::: Dataset entries :::

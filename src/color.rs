//! Color type with terminal degradation support

use image::Rgba;

/// RGBA color
#[derive(Debug, Clone, Copy, PartialEq, Eq, Hash)]
pub struct Color {
    pub r: u8,
    pub g: u8,
    pub b: u8,
    pub a: u8,
}

impl Color {
    /// Create an opaque color from RGB values
    pub const fn rgb(r: u8, g: u8, b: u8) -> Self {
        Color { r, g, b, a: 255 }
    }

    /// Create a color with alpha
    pub const fn rgba(r: u8, g: u8, b: u8, a: u8) -> Self {
        Color { r, g, b, a }
    }

    pub const fn white() -> Self {
        Color::rgb(255, 255, 255)
    }

    pub const fn black() -> Self {
        Color::rgb(0, 0, 0)
    }

    pub const fn light_gray() -> Self {
        Color::rgb(190, 190, 190)
    }

    /// Channel-wise multiply of the RGB components, alpha kept
    pub fn multiply(&self, tint: Color) -> Color {
        let mul = |a: u8, b: u8| ((a as u16 * b as u16) / 255) as u8;
        Color::rgba(
            mul(self.r, tint.r),
            mul(self.g, tint.g),
            mul(self.b, tint.b),
            self.a,
        )
    }

    /// Convert to an `image` pixel
    pub fn to_pixel(self) -> Rgba<u8> {
        Rgba([self.r, self.g, self.b, self.a])
    }

    /// Convert from an `image` pixel
    pub fn from_pixel(pixel: Rgba<u8>) -> Self {
        let [r, g, b, a] = pixel.0;
        Color::rgba(r, g, b, a)
    }

    /// Foreground escape sequence, truecolor or 256-color
    pub fn fg_code(&self, truecolor: bool) -> String {
        if truecolor {
            format!("\x1b[38;2;{};{};{}m", self.r, self.g, self.b)
        } else {
            format!("\x1b[38;5;{}m", rgb_to_256(self.r, self.g, self.b))
        }
    }

    /// Background escape sequence, truecolor or 256-color
    pub fn bg_code(&self, truecolor: bool) -> String {
        if truecolor {
            format!("\x1b[48;2;{};{};{}m", self.r, self.g, self.b)
        } else {
            format!("\x1b[48;5;{}m", rgb_to_256(self.r, self.g, self.b))
        }
    }
}

impl From<(u8, u8, u8)> for Color {
    fn from((r, g, b): (u8, u8, u8)) -> Self {
        Color::rgb(r, g, b)
    }
}

/// Convert RGB to 256-color palette index
pub(crate) fn rgb_to_256(r: u8, g: u8, b: u8) -> u8 {
    if r == g && g == b {
        if r < 8 {
            return 16;
        }
        if r > 248 {
            return 231;
        }
        return ((r - 8) / 10) + 232;
    }

    let r_idx = (r as u16 * 5 / 255) as u8;
    let g_idx = (g as u16 * 5 / 255) as u8;
    let b_idx = (b as u16 * 5 / 255) as u8;

    16 + 36 * r_idx + 6 * g_idx + b_idx
}

#[cfg(test)]
mod tests {
    use super::*;

    #[test]
    fn test_rgb_to_256() {
        assert_eq!(rgb_to_256(255, 255, 255), 231);
        assert_eq!(rgb_to_256(0, 0, 0), 16);
        assert_eq!(rgb_to_256(255, 0, 0), 196);

        let gray_idx = rgb_to_256(128, 128, 128);
        assert!((232..=255).contains(&gray_idx));
    }

    #[test]
    fn test_escape_codes() {
        let white = Color::white();
        assert!(white.fg_code(true).contains("38;2;255;255;255"));
        assert!(white.bg_code(false).contains("48;5;231"));
    }

    #[test]
    fn test_multiply() {
        let c = Color::rgb(200, 100, 0).multiply(Color::light_gray());
        assert_eq!(c, Color::rgb(149, 74, 0));
        assert_eq!(Color::white().multiply(Color::black()), Color::black());
    }
}
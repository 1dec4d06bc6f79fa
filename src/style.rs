//! Component styles
//!
//! A [`Style`] is a plain value describing how the default paint routine
//! draws a component. Components share styles through `Arc<Style>` and never
//! mutate a shared one: a component that needs its own look gets a new value.

use crate::color::Color;
use crate::text::Font;
use image::RgbaImage;
use std::sync::Arc;

/// Visual parameters of a component
#[derive(Debug, Clone)]
pub struct Style {
    /// Fill behind the component, `None` for no fill
    pub background_color: Option<Color>,
    /// Image scaled over the component rectangle, `None` for no image
    pub background_image: Option<Arc<RgbaImage>>,
    /// Multiplicative tint applied while hovered
    pub hover_tint: Color,
    /// Main foreground color
    pub primary_color: Color,
    /// Alternate foreground color
    pub secondary_color: Color,
    /// Border color, `None` for no border
    pub border_color: Option<Color>,
    /// Border thickness in pixels, 0 for no border
    pub border_width: u32,
    /// Font for any displayed text
    pub font: Font,
    /// Whether redrawing this component repaints its parent first
    pub force_parent_redraw: bool,
}

impl Default for Style {
    fn default() -> Self {
        Style {
            background_color: Some(Color::white()),
            background_image: None,
            hover_tint: Color::light_gray(),
            primary_color: Color::black(),
            secondary_color: Color::black(),
            border_color: Some(Color::black()),
            border_width: 1,
            font: Font::default(),
            force_parent_redraw: false,
        }
    }
}

impl Style {
    /// Create the default style
    pub fn new() -> Self {
        Self::default()
    }

    /// Set the background fill
    pub fn background(mut self, color: impl Into<Option<Color>>) -> Self {
        self.background_color = color.into();
        self
    }

    /// Set the background image
    pub fn background_image(mut self, image: RgbaImage) -> Self {
        self.background_image = Some(Arc::new(image));
        self
    }

    /// Set the hover tint
    pub fn hover_tint(mut self, color: Color) -> Self {
        self.hover_tint = color;
        self
    }

    /// Set the primary foreground color
    pub fn primary(mut self, color: Color) -> Self {
        self.primary_color = color;
        self
    }

    /// Set the secondary foreground color
    pub fn secondary(mut self, color: Color) -> Self {
        self.secondary_color = color;
        self
    }

    /// Set border color and width
    pub fn border(mut self, color: impl Into<Option<Color>>, width: u32) -> Self {
        self.border_color = color.into();
        self.border_width = width;
        self
    }

    /// Remove the border
    pub fn borderless(mut self) -> Self {
        self.border_width = 0;
        self
    }

    /// Set the font
    pub fn font(mut self, font: Font) -> Self {
        self.font = font;
        self
    }

    /// Repaint the parent whenever this component is redrawn
    pub fn force_parent_redraw(mut self, force: bool) -> Self {
        self.force_parent_redraw = force;
        self
    }

    /// Border color if a border should be drawn at all
    pub fn visible_border(&self) -> Option<Color> {
        match self.border_color {
            Some(color) if self.border_width > 0 => Some(color),
            _ => None,
        }
    }
}

#[cfg(test)]
mod tests {
    use super::*;

    #[test]
    fn test_default_style() {
        let style = Style::default();
        assert_eq!(style.background_color, Some(Color::white()));
        assert_eq!(style.hover_tint, Color::rgb(190, 190, 190));
        assert_eq!(style.border_width, 1);
        assert!(!style.force_parent_redraw);
        assert!(style.background_image.is_none());
    }

    #[test]
    fn test_zero_width_hides_border() {
        let style = Style::new().border(Color::rgb(255, 0, 0), 0);
        assert_eq!(style.visible_border(), None);

        let style = Style::new().border(None, 3);
        assert_eq!(style.visible_border(), None);

        let style = Style::new().border(Color::rgb(255, 0, 0), 2);
        assert_eq!(style.visible_border(), Some(Color::rgb(255, 0, 0)));
    }

    #[test]
    fn test_builder_chain() {
        let style = Style::new()
            .background(None)
            .primary(Color::rgb(0, 0, 255))
            .force_parent_redraw(true)
            .borderless();

        assert_eq!(style.background_color, None);
        assert_eq!(style.primary_color, Color::rgb(0, 0, 255));
        assert!(style.force_parent_redraw);
        assert_eq!(style.visible_border(), None);
    }
}
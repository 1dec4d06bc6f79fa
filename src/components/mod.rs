//! Built-in UI components

pub mod animated_image;
pub mod button;
pub mod label;
pub mod panel;

pub use animated_image::AnimatedImage;
pub use button::Button;
pub use label::Label;
pub use panel::{FlowPanel, Panel};
//! Plain and flow-layout panels

use crate::component::Widget;
use crate::layout::{Axis, FlowLayout, Rect};

/// Container with the default look and no layout of its own
#[derive(Debug, Default, Clone, Copy)]
pub struct Panel;

impl Panel {
    pub fn new() -> Self {
        Panel
    }
}

impl Widget for Panel {
    fn name(&self) -> &str {
        "Panel"
    }
}

/// Container laying its children out along one axis
///
/// Child rectangles are recomputed whenever the panel is resized or its
/// child set changes.
#[derive(Debug, Clone, Copy)]
pub struct FlowPanel {
    layout: FlowLayout,
}

impl FlowPanel {
    pub fn new(layout: FlowLayout) -> Self {
        FlowPanel { layout }
    }

    /// Children side by side, left to right
    pub fn horizontal(expand_width: bool, expand_height: bool, space_around: bool) -> Self {
        Self::new(FlowLayout::horizontal(
            expand_width,
            expand_height,
            space_around,
        ))
    }

    /// Children stacked top to bottom
    pub fn vertical(expand_width: bool, expand_height: bool, space_around: bool) -> Self {
        Self::new(FlowLayout::vertical(expand_width, expand_height, space_around))
    }

    pub fn layout(&self) -> &FlowLayout {
        &self.layout
    }
}

impl Widget for FlowPanel {
    fn name(&self) -> &str {
        match self.layout.axis() {
            Axis::Horizontal => "HorizontalPanel",
            Axis::Vertical => "VerticalPanel",
        }
    }

    fn arrange(&self, bounds: Rect, children: &[Rect]) -> Option<Vec<Rect>> {
        Some(self.layout.arrange(bounds, children))
    }
}
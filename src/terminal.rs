//! Terminal abstraction - geometry, capabilities, and context

use anyhow::{Context, Result};

/// Terminal geometry and sizing information
#[derive(Debug, Clone, Copy, PartialEq, Eq)]
pub struct TerminalGeometry {
    /// Terminal width in columns (characters)
    pub cols: u16,
    /// Terminal height in rows (lines)
    pub rows: u16,
    /// Estimated character width in pixels
    pub char_width: u16,
    /// Estimated character height in pixels
    pub char_height: u16,
}

impl TerminalGeometry {
    /// Get current terminal geometry
    pub fn detect() -> Result<Self> {
        let (cols, rows) = crossterm::terminal::size().context("Failed to get terminal size")?;

        // Prefer the pixel size reported by the terminal, fall back to a
        // typical monospace cell
        let (char_width, char_height) = match crossterm::terminal::window_size() {
            Ok(size) if size.width > 0 && size.height > 0 && cols > 0 && rows > 0 => {
                ((size.width / cols).max(1), (size.height / rows).max(1))
            }
            _ => (10, 20),
        };

        Ok(Self::with_char_size(cols, rows, char_width, char_height))
    }

    /// Get geometry with custom pixel estimates
    pub fn with_char_size(cols: u16, rows: u16, char_width: u16, char_height: u16) -> Self {
        TerminalGeometry {
            cols,
            rows,
            char_width,
            char_height,
        }
    }

    /// Estimated size in pixels
    pub fn pixel_size(&self) -> (u32, u32) {
        (
            self.cols as u32 * self.char_width as u32,
            self.rows as u32 * self.char_height as u32,
        )
    }
}

/// Terminal capability detection
#[derive(Debug, Clone, Copy, PartialEq, Eq)]
pub struct TerminalCapabilities {
    /// Supports Kitty graphics protocol
    pub kitty_graphics: bool,
    /// Supports 24-bit true color
    pub truecolor: bool,
    /// Inside tmux/screen multiplexer
    pub in_multiplexer: bool,
}

impl TerminalCapabilities {
    /// Detect terminal capabilities
    pub fn detect() -> Self {
        let term = std::env::var("TERM").unwrap_or_default();
        let colorterm = std::env::var("COLORTERM").unwrap_or_default();
        let tmux = std::env::var("TMUX").is_ok();
        let kitty_window = std::env::var("KITTY_WINDOW_ID").is_ok();

        let kitty_graphics = kitty_window || term.contains("kitty");
        let truecolor =
            colorterm.contains("truecolor") || colorterm.contains("24bit") || kitty_window;

        TerminalCapabilities {
            kitty_graphics,
            truecolor,
            in_multiplexer: tmux,
        }
    }

    /// Check if we need tmux passthrough for Kitty graphics
    pub fn needs_kitty_passthrough(&self) -> bool {
        self.kitty_graphics && self.in_multiplexer
    }
}

/// Complete terminal context combining geometry and capabilities
#[derive(Debug, Clone)]
pub struct TerminalContext {
    pub geometry: TerminalGeometry,
    pub capabilities: TerminalCapabilities,
}

impl TerminalContext {
    /// Create a new terminal context by detecting current environment
    pub fn detect() -> Result<Self> {
        Ok(TerminalContext {
            geometry: TerminalGeometry::detect()?,
            capabilities: TerminalCapabilities::detect(),
        })
    }

    /// Refresh geometry (e.g., after terminal resize)
    pub fn refresh_geometry(&mut self) -> Result<()> {
        self.geometry = TerminalGeometry::detect()?;
        Ok(())
    }
}
//! Runtime configuration from the environment

#[cfg(feature = "tui")]
use crate::graphics::GraphicsBackend;
use anyhow::{anyhow, bail, Context, Result};
use std::path::PathBuf;

/// Default headless surface size
pub const DEFAULT_SIZE: (u32, u32) = (960, 540);

/// Frame driver and host settings
#[derive(Debug, Clone, PartialEq)]
pub struct Config {
    /// Forced graphics backend, detected when `None`
    #[cfg(feature = "tui")]
    pub backend: Option<GraphicsBackend>,
    /// Frame rate cap, uncapped when `None`
    pub fps_cap: Option<u32>,
    /// Show the frame-rate counter
    pub show_fps: bool,
    /// Font file for the default style
    pub font: Option<PathBuf>,
    /// Surface size for headless displays
    pub size: (u32, u32),
}

impl Default for Config {
    fn default() -> Self {
        Config {
            #[cfg(feature = "tui")]
            backend: None,
            fps_cap: None,
            show_fps: true,
            font: None,
            size: DEFAULT_SIZE,
        }
    }
}

impl Config {
    pub fn new() -> Self {
        Self::default()
    }

    /// Read `KEELSON_*` variables from the process environment
    pub fn from_env() -> Result<Self> {
        Self::from_lookup(|key| std::env::var(key).ok())
    }

    /// Build from any key lookup; unset keys keep their defaults
    pub fn from_lookup(lookup: impl Fn(&str) -> Option<String>) -> Result<Self> {
        let mut config = Config::default();

        #[cfg(feature = "tui")]
        if let Some(value) = lookup("KEELSON_BACKEND") {
            config.backend = Some(value.parse().context("invalid KEELSON_BACKEND")?);
        }

        if let Some(value) = lookup("KEELSON_FPS_CAP") {
            let cap: u32 = value
                .trim()
                .parse()
                .with_context(|| format!("invalid KEELSON_FPS_CAP '{}'", value))?;
            config.fps_cap = (cap > 0).then_some(cap);
        }

        if let Some(value) = lookup("KEELSON_SHOW_FPS") {
            config.show_fps = match value.trim() {
                "1" | "true" => true,
                "0" | "false" => false,
                other => bail!("invalid KEELSON_SHOW_FPS '{}' (expected 0 or 1)", other),
            };
        }

        if let Some(value) = lookup("KEELSON_FONT") {
            if !value.is_empty() {
                config.font = Some(PathBuf::from(value));
            }
        }

        if let Some(value) = lookup("KEELSON_SIZE") {
            config.size = parse_size(&value).context("invalid KEELSON_SIZE")?;
        }

        Ok(config)
    }

    #[cfg(feature = "tui")]
    pub fn backend(mut self, backend: GraphicsBackend) -> Self {
        self.backend = Some(backend);
        self
    }

    pub fn fps_cap(mut self, cap: Option<u32>) -> Self {
        self.fps_cap = cap;
        self
    }

    pub fn show_fps(mut self, show: bool) -> Self {
        self.show_fps = show;
        self
    }

    pub fn font(mut self, path: impl Into<PathBuf>) -> Self {
        self.font = Some(path.into());
        self
    }

    pub fn size(mut self, width: u32, height: u32) -> Self {
        self.size = (width, height);
        self
    }
}

/// Parse `WIDTHxHEIGHT`
fn parse_size(value: &str) -> Result<(u32, u32)> {
    let (width, height) = value
        .trim()
        .split_once(['x', 'X'])
        .ok_or_else(|| anyhow!("expected WIDTHxHEIGHT, got '{}'", value))?;
    let width: u32 = width.trim().parse().context("bad width")?;
    let height: u32 = height.trim().parse().context("bad height")?;
    if width == 0 || height == 0 {
        bail!("size must be non-zero, got '{}'", value);
    }
    Ok((width, height))
}
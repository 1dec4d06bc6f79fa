//! Looping frame animation component

use crate::component::{DrawContext, EventContext, Widget};
use crate::layout::{Point, Rect};
use anyhow::{bail, Context, Result};
use image::imageops::{self, FilterType};
use image::RgbaImage;
use std::fmt;
use std::path::Path;
use std::time::Duration;

/// Plays a sequence of frames over a fixed duration, looping forever
///
/// Frames are scaled to the component size whenever its rectangle changes;
/// until then the originals are shown.
pub struct AnimatedImage {
    raw_frames: Vec<RgbaImage>,
    scaled: Vec<RgbaImage>,
    time_per_frame: Duration,
    since_last_frame: Duration,
    index: usize,
}

impl AnimatedImage {
    /// Load every image in `folder`, ordered by file name
    pub fn load(folder: impl AsRef<Path>, duration: Duration) -> Result<Self> {
        let folder = folder.as_ref();
        let mut paths = std::fs::read_dir(folder)
            .with_context(|| format!("failed to read animation folder {}", folder.display()))?
            .map(|entry| entry.map(|e| e.path()))
            .collect::<std::io::Result<Vec<_>>>()
            .with_context(|| format!("failed to list animation folder {}", folder.display()))?;
        paths.sort();

        let frames = paths
            .iter()
            .map(|path| {
                image::open(path)
                    .map(|img| img.to_rgba8())
                    .with_context(|| format!("failed to load animation frame {}", path.display()))
            })
            .collect::<Result<Vec<_>>>()?;

        Self::from_frames(frames, duration)
            .with_context(|| format!("invalid animation in {}", folder.display()))
    }

    /// Build from frames already in memory
    pub fn from_frames(frames: Vec<RgbaImage>, duration: Duration) -> Result<Self> {
        if frames.is_empty() {
            bail!("animation has no frames");
        }

        let time_per_frame = duration / frames.len() as u32;
        Ok(AnimatedImage {
            raw_frames: frames,
            scaled: Vec::new(),
            time_per_frame,
            since_last_frame: Duration::ZERO,
            index: 0,
        })
    }

    /// Index of the frame currently shown
    pub fn frame_index(&self) -> usize {
        self.index
    }

    pub fn frame_count(&self) -> usize {
        self.raw_frames.len()
    }

    fn current_frame(&self) -> Option<&RgbaImage> {
        self.scaled
            .get(self.index)
            .or_else(|| self.raw_frames.get(self.index))
    }
}

impl fmt::Debug for AnimatedImage {
    fn fmt(&self, f: &mut fmt::Formatter<'_>) -> fmt::Result {
        f.debug_struct("AnimatedImage")
            .field("frames", &self.raw_frames.len())
            .field("time_per_frame", &self.time_per_frame)
            .field("index", &self.index)
            .finish()
    }
}

impl Widget for AnimatedImage {
    fn name(&self) -> &str {
        "AnimatedImage"
    }

    fn on_rect_changed(&mut self, rect: Rect) {
        let width = rect.width.round();
        let height = rect.height.round();
        if width < 1.0 || height < 1.0 {
            return;
        }
        let (width, height) = (width as u32, height as u32);

        self.scaled = self
            .raw_frames
            .iter()
            .map(|frame| {
                if frame.dimensions() == (width, height) {
                    frame.clone()
                } else {
                    imageops::resize(frame, width, height, FilterType::Triangle)
                }
            })
            .collect();
    }

    fn update(&mut self, cx: &mut EventContext<'_>, dt: Duration) {
        self.since_last_frame += dt;
        if self.since_last_frame > self.time_per_frame {
            self.since_last_frame -= self.time_per_frame;
            self.index = (self.index + 1) % self.raw_frames.len();
            cx.redraw();
        }
    }

    fn draw(&mut self, cx: &mut DrawContext<'_>) -> Result<()> {
        cx.paint_base();
        if let Some(frame) = self.current_frame() {
            let rect = cx.rect();
            cx.blit(frame, Point::new(rect.x, rect.y));
        }
        Ok(())
    }
}

#[cfg(test)]
mod tests {
    use super::*;
    use crate::canvas::Canvas;
    use crate::color::Color;
    use crate::tree::Ui;

    fn solid(color: Color) -> RgbaImage {
        RgbaImage::from_pixel(2, 2, color.to_pixel())
    }

    #[test]
    fn test_empty_animation_fails() {
        assert!(AnimatedImage::from_frames(Vec::new(), Duration::from_secs(1)).is_err());
    }

    #[test]
    fn test_missing_folder_fails() {
        let err = AnimatedImage::load("/nonexistent/frames", Duration::from_secs(1)).unwrap_err();
        assert!(err.to_string().contains("failed to read animation folder"));
    }

    #[test]
    fn test_originals_shown_until_placed() {
        let anim =
            AnimatedImage::from_frames(vec![solid(Color::black())], Duration::from_secs(1)).unwrap();

        assert!(anim.scaled.is_empty());
        assert_eq!(anim.frame_count(), 1);
        assert_eq!(anim.current_frame().map(|f| f.dimensions()), Some((2, 2)));
        assert!(format!("{:?}", anim).contains("frames: 1"));
    }

    #[test]
    fn test_frames_advance_and_loop() {
        let frames = vec![solid(Color::rgb(255, 0, 0)), solid(Color::rgb(0, 0, 255))];
        let anim = AnimatedImage::from_frames(frames, Duration::from_millis(200)).unwrap();

        let mut ui = Ui::new(Rect::new(0.0, 0.0, 20.0, 20.0));
        let root = ui.root();
        let id = ui.spawn(root, Rect::new(0.0, 0.0, 10.0, 10.0), None, anim);
        assert_eq!(ui.widget::<AnimatedImage>(id).map(|a| a.scaled[0].dimensions()), Some((10, 10)));

        let mut canvas = Canvas::new(20, 20);
        ui.render(&mut canvas, &mut Vec::new()).unwrap();
        assert_eq!(canvas.pixel(5, 5), Some(Color::rgb(255, 0, 0)));

        ui.update(Duration::from_millis(50));
        assert_eq!(ui.widget::<AnimatedImage>(id).map(AnimatedImage::frame_index), Some(0));
        assert!(!ui.is_dirty(id));

        ui.update(Duration::from_millis(60));
        assert_eq!(ui.widget::<AnimatedImage>(id).map(AnimatedImage::frame_index), Some(1));
        assert!(ui.is_dirty(id));

        ui.render(&mut canvas, &mut Vec::new()).unwrap();
        assert_eq!(canvas.pixel(5, 5), Some(Color::rgb(0, 0, 255)));

        ui.update(Duration::from_millis(150));
        assert_eq!(ui.widget::<AnimatedImage>(id).map(AnimatedImage::frame_index), Some(0));
    }
}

:::

Determine the number of lines in the entries that contain the word "Create". Give that number and nothing more.

4